Minggu, 07 Agustus 2022

Bazar Buku

 



Tak ada antrian berjubel. Hanya ada lima orang yang tampak serius mengamati judul-judul buku yang tertata rapi dalam ruangan bazar yang lumayan luas. Bazar yang dilaksanakan di gedung Kelurahan Jepun Tulungagung itu ternyata sepi peminat dan sedikit pengunjung. Padahal sebelum bazar dimulai, penyelenggara sudah memasang poster di banyak sudut kota.

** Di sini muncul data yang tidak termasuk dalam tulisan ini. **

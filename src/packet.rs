//! Packets: the unit of data flow through pipeline queues

use bytes::{BufMut, BytesMut};

// FLAGS

/// Packet classification bits.
#[derive(Debug, Clone, Copy, PartialEq, Eq, Default)]
pub struct PacketFlags(u8);

impl PacketFlags {
    /// Carries the header-fields snapshot for the message head.
    pub const HEADER: Self = Self(1 << 0);
    /// Carries entity body bytes.
    pub const DATA: Self = Self(1 << 1);
    /// Emitted by the range filter: a slice of the entity.
    pub const RANGE: Self = Self(1 << 2);
    /// Terminates the stream. Always zero-length, never reordered.
    pub const END: Self = Self(1 << 3);
    /// Must travel alone: never coalesced with neighbouring packets.
    pub const SOLO: Self = Self(1 << 4);

    #[inline]
    pub const fn contains(&self, other: Self) -> bool {
        self.0 & other.0 != 0
    }

    #[inline]
    pub fn insert(&mut self, other: Self) {
        self.0 |= other.0;
    }
}

impl std::ops::BitOr for PacketFlags {
    type Output = Self;

    #[inline]
    fn bitor(self, rhs: Self) -> Self {
        Self(self.0 | rhs.0)
    }
}

// PACKET

/// A byte-range carrier flowing through the pipeline.
///
/// A packet owns its content buffer plus an optional framing prefix (the
/// chunk encoder writes size lines there so the body bytes stay intact
/// for downstream stages). `entity_len` pre-accounts body bytes that are
/// produced outside the buffer, e.g. file regions a connector streams
/// directly.
///
/// Invariant: [`len`](Self::len) equals the readable content span plus any
/// pre-accounted entity size; an `END` packet has length 0.
#[derive(Debug, Default)]
pub struct Packet {
    pub(crate) flags: PacketFlags,
    pub(crate) prefix: BytesMut,
    pub(crate) content: BytesMut,
    pub(crate) entity_len: i64,
}

impl Packet {
    /// A packet holding serialized header fields.
    pub fn header(capacity: usize) -> Self {
        Self {
            flags: PacketFlags::HEADER,
            prefix: BytesMut::new(),
            content: BytesMut::with_capacity(capacity),
            entity_len: 0,
        }
    }

    /// An empty body packet with room for `capacity` bytes.
    pub fn data(capacity: usize) -> Self {
        Self {
            flags: PacketFlags::DATA,
            prefix: BytesMut::new(),
            content: BytesMut::with_capacity(capacity),
            entity_len: 0,
        }
    }

    /// A body packet owning `content` outright.
    pub fn from_content(content: BytesMut) -> Self {
        Self {
            flags: PacketFlags::DATA,
            prefix: BytesMut::new(),
            content,
            entity_len: 0,
        }
    }

    /// The end-of-stream marker.
    pub fn end() -> Self {
        Self {
            flags: PacketFlags::END,
            prefix: BytesMut::new(),
            content: BytesMut::new(),
            entity_len: 0,
        }
    }

    /// A body packet whose bytes live outside the buffer (pre-accounted
    /// entity data of `len` bytes).
    pub fn entity(len: i64) -> Self {
        Self {
            flags: PacketFlags::DATA,
            prefix: BytesMut::new(),
            content: BytesMut::new(),
            entity_len: len,
        }
    }

    /// Readable span plus pre-accounted entity size.
    #[inline]
    pub fn len(&self) -> usize {
        self.content.len() + self.entity_len.max(0) as usize
    }

    #[inline]
    pub fn is_empty(&self) -> bool {
        self.len() == 0
    }

    #[inline]
    pub fn is_end(&self) -> bool {
        self.flags.contains(PacketFlags::END)
    }

    #[inline]
    pub fn is_data(&self) -> bool {
        self.flags.contains(PacketFlags::DATA)
    }

    #[inline]
    pub fn is_header(&self) -> bool {
        self.flags.contains(PacketFlags::HEADER)
    }

    /// Remaining buffer capacity before a fresh allocation is needed.
    #[inline]
    pub(crate) fn room(&self) -> usize {
        self.content.capacity() - self.content.len()
    }

    /// Append as many of `buf`'s bytes as fit in the current capacity.
    /// Returns the number appended.
    pub(crate) fn fill(&mut self, buf: &[u8]) -> usize {
        let take = self.room().min(buf.len());
        self.content.put_slice(&buf[..take]);
        take
    }

    /// Split so that this packet keeps the first `at` bytes and the
    /// returned packet carries the remainder with the same flags. O(1) on
    /// the content buffer.
    pub(crate) fn split_at(&mut self, at: usize) -> Packet {
        debug_assert!(at <= self.content.len());
        Packet {
            flags: self.flags,
            prefix: BytesMut::new(),
            content: self.content.split_off(at),
            entity_len: 0,
        }
    }

    /// Bytes the connector must put on the wire: framing prefix first,
    /// then content.
    #[inline]
    pub(crate) fn wire_len(&self) -> usize {
        self.prefix.len() + self.content.len()
    }
}

#[cfg(test)]
mod packet_self {
    use super::*;

    #[test]
    fn lengths() {
        let mut p = Packet::data(16);
        assert_eq!(p.len(), 0);
        assert!(p.is_empty());

        assert_eq!(p.fill(b"hello"), 5);
        assert_eq!(p.len(), 5);

        let end = Packet::end();
        assert_eq!(end.len(), 0);
        assert!(end.is_end());

        let entity = Packet::entity(1024);
        assert_eq!(entity.len(), 1024);
    }

    #[test]
    fn fill_respects_capacity() {
        let mut p = Packet::data(4);
        assert_eq!(p.fill(b"abcdef"), 4);
        assert_eq!(p.fill(b"ef"), 0);
        assert_eq!(&p.content[..], b"abcd");
    }

    #[test]
    fn split_keeps_flags() {
        let mut p = Packet::from_content(BytesMut::from(&b"0123456789"[..]));
        let rest = p.split_at(4);

        assert_eq!(&p.content[..], b"0123");
        assert_eq!(&rest.content[..], b"456789");
        assert!(rest.is_data());
    }

    #[test]
    fn flag_set() {
        let mut flags = PacketFlags::DATA;
        flags.insert(PacketFlags::RANGE);

        assert!(flags.contains(PacketFlags::DATA));
        assert!(flags.contains(PacketFlags::RANGE));
        assert!(flags.contains(PacketFlags::DATA | PacketFlags::END));
        assert!(!flags.contains(PacketFlags::END));
    }
}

Pasti akan beda bila bazar minyak goreng, gula, beras atau bahan pokok yang lain. Pasukan emak-emak akan rela berdesak-desakan untuk mendapatkan barang yang diincarnya.

Memang, siapa yang perlu buku saat ini. Faktanya banyak toko-toko buku yang telah menutup gerainya gegara penjualan yang terus menurun. Buku menjadi barang yang tidak menguntungkan untuk diperdagangkan. Lebih mudah menjual gorengan atau camilan di pinggir-pinggir jalan.

Tak ingin pulang dengan tangan kosong, dua buah buku yang saya minati akhirnya saya angkut. Tuhan Menyapa Kita karya Prof.Dr.Ahmad Syafii Maarif dan Republik Tiongkok, Dari runtuhnya kekaisaran Qing hingga lahirnya salah satu republik terkuat di dunia buah tulisan Michael Wicaksono.

Rendahnya animo membeli buku sepadan dengan rendahnya minat membaca masyarakat kita. Sebenarnya ini juga kritik terhadap diri sendiri. Meski menggemari buku, namun saya sebenarnya juga bagian dari orang-orang yang tidak sering belanja buku. Anggaran untuk membeli buku masih jauh lebih sedikit dibanding sekadar untuk membeli pulsa.

Kapan masyarakat akan menggemari buku dan membaca. Apakah buku akan mampu menarik minat pembacanya di tengah melubernya informasi melalui portal online dan media sosial. Apakah nasib buku nantinya akan sama seperti koran dan majalah yang kini mulai tergusur oleh “dunia digital”.

 

 

 

 

 

 

Nasionalisme Lapangan Hijau

  Kalau bicara tentang sepak bola, masyarakat Indonesia jagonya. Meski cabang olah raga sepak bola belum menorehkan prestasi di level duni...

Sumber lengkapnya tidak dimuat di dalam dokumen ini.